What to produce: Scan the records below. Copy every line in which the word "values" appears.

Records for this exercise:
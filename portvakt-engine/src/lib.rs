//! # portvakt-engine
//!
//! The ban lifecycle controller: builds the initial rule state from the
//! store and user lists, consumes scan events, applies ban decisions
//! against the store and the firewall synchronizer, runs the periodic
//! expiry sweep, and guarantees clean teardown on shutdown.

mod controller;
mod error;
mod filter;
mod seeds;

pub use controller::{BanController, ControllerState};
pub use error::EngineError;
pub use filter::{EventFilter, NetworkFilter};
pub use seeds::{blacklist_seed, reserved_networks, whitelist_seed};
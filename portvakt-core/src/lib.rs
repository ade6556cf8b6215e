//! # portvakt-core
//!
//! Foundation layer for the portvakt daemon: the scan-event data model and
//! the bounded event bus that carries events from the capture thread to the
//! single ban-decision consumer.

pub mod events;

pub use events::bus::{EventBus, EventError};
pub use events::scan::{ScanEvent, ScanEventKind};
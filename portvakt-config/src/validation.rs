//! Custom validation functions for configuration.
//!
//! Shared validation logic used across multiple configuration modules.

use validator::ValidationError;

use crate::capture::parse_port_spec;

/// Validate that an interface name follows Linux naming conventions.
pub fn validate_interface(name: &str) -> Result<(), ValidationError> {
    let valid = !name.is_empty()
        && name.len() <= 15
        && name
            .chars()
            .all(|c| c.is_ascii_alphanumeric() || c == '_' || c == '-' || c == '.');

    if valid {
        Ok(())
    } else {
        Err(ValidationError::new("invalid_interface"))
    }
}

/// Validate an ipset/chain name: non-empty, no whitespace, and short enough
/// that the `-shadow` suffix still fits the kernel's 31-character limit.
pub fn validate_set_name(name: &str) -> Result<(), ValidationError> {
    let valid = !name.is_empty()
        && name.len() <= 24
        && name
            .chars()
            .all(|c| c.is_ascii_alphanumeric() || c == '_' || c == '-');

    if valid {
        Ok(())
    } else {
        Err(ValidationError::new("invalid_set_name"))
    }
}

/// Validate that every monitored-port spec parses as `"N"` or `"N-M"`.
pub fn validate_port_specs(specs: &[String]) -> Result<(), ValidationError> {
    for spec in specs {
        if parse_port_spec(spec).is_err() {
            return Err(ValidationError::new("invalid_port_spec"));
        }
    }
    Ok(())
}
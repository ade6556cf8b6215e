//! # Portvakt Configuration System
//!
//! Hierarchical configuration for the portvakt daemon. One validated
//! configuration struct is built before any component is created; nothing
//! downstream re-reads files or environment variables.
//!
//! ## Features
//! - **Unified Configuration**: Single source of truth across all components
//! - **Validation**: Runtime validation of critical parameters
//! - **Environment Awareness**: `PORTVAKT_*` variables override file values

#![warn(unsafe_code)]
#![deny(rustdoc::broken_intra_doc_links)]

use std::path::{Path, PathBuf};

use figment::{
    providers::{Env, Format, Serialized, Yaml},
    Figment,
};
use serde::{Deserialize, Serialize};
use validator::Validate;

mod ban;
mod capture;
mod error;
mod firewall;
mod lists;
mod store;
mod telemetry;
mod validation;

pub use ban::BanConfig;
pub use capture::CaptureConfig;
pub use error::ConfigError;
pub use firewall::FirewallConfig;
pub use lists::{load_ip_list, parse_ip_list, IpListError};
pub use store::StoreConfig;
pub use telemetry::TelemetryConfig;

/// Top-level configuration container for all portvakt components.
#[derive(Debug, Serialize, Deserialize, Validate, Default)]
pub struct PortvaktConfig {
    /// Packet capture parameters (interface, decoy ports, egress addresses).
    #[validate(nested)]
    pub capture: CaptureConfig,

    /// Kernel firewall parameters (set and chain names, timeouts).
    #[validate(nested)]
    pub firewall: FirewallConfig,

    /// Ban-record persistence parameters.
    #[validate(nested)]
    pub store: StoreConfig,

    /// Ban lifecycle policy (retention, sweep cadence, view mode).
    #[validate(nested)]
    pub ban: BanConfig,

    /// Telemetry and observability configuration.
    #[validate(nested)]
    pub telemetry: TelemetryConfig,
}

impl PortvaktConfig {
    /// Load configuration from default files and environment.
    ///
    /// Hierarchy:
    /// 1. Default values
    /// 2. `config/portvakt.yaml` - base settings. If missing, defaults are used.
    /// 3. `PORTVAKT_*` environment variables (`__` separates nesting).
    pub fn load() -> Result<Self, ConfigError> {
        let mut figment = Figment::from(Serialized::defaults(PortvaktConfig::default()));

        if Path::new("config/portvakt.yaml").exists() {
            figment = figment.merge(Yaml::file("config/portvakt.yaml"));
        }

        figment
            .merge(Env::prefixed("PORTVAKT_").split("__"))
            .extract()
            .map_err(ConfigError::from)
            .and_then(|config: Self| {
                config.validate()?;
                Ok(config)
            })
    }

    /// Load configuration from a specific path.
    pub fn load_from_path<P: AsRef<Path>>(path: P) -> Result<Self, ConfigError> {
        let path = path.as_ref();
        if !path.exists() {
            return Err(ConfigError::FileNotFound(PathBuf::from(
                path.to_string_lossy().to_string(),
            )));
        }

        Figment::from(Serialized::defaults(PortvaktConfig::default()))
            .merge(Yaml::file(path))
            .merge(Env::prefixed("PORTVAKT_").split("__"))
            .extract()
            .map_err(ConfigError::from)
            .and_then(|config: Self| {
                config.validate()?;
                Ok(config)
            })
    }
}

#[cfg(test)]
mod tests {
    use super::*;

    #[test]
    fn full_config_validation() {
        let config = PortvaktConfig::default();
        config.validate().expect("Default config should validate");
    }

    #[test]
    fn environment_override() {
        // Jail scopes the env var and serializes against other env users.
        figment::Jail::expect_with(|jail| {
            jail.set_env("PORTVAKT_BAN__RETENTION_SECS", "3600");
            let config = PortvaktConfig::load().expect("env override should load");
            assert_eq!(config.ban.retention_secs, 3600);
            Ok(())
        });
    }
}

Written response:
//! - **Environment Awareness**: `PORTVAKT_*` variables override file values
    /// 1. Default values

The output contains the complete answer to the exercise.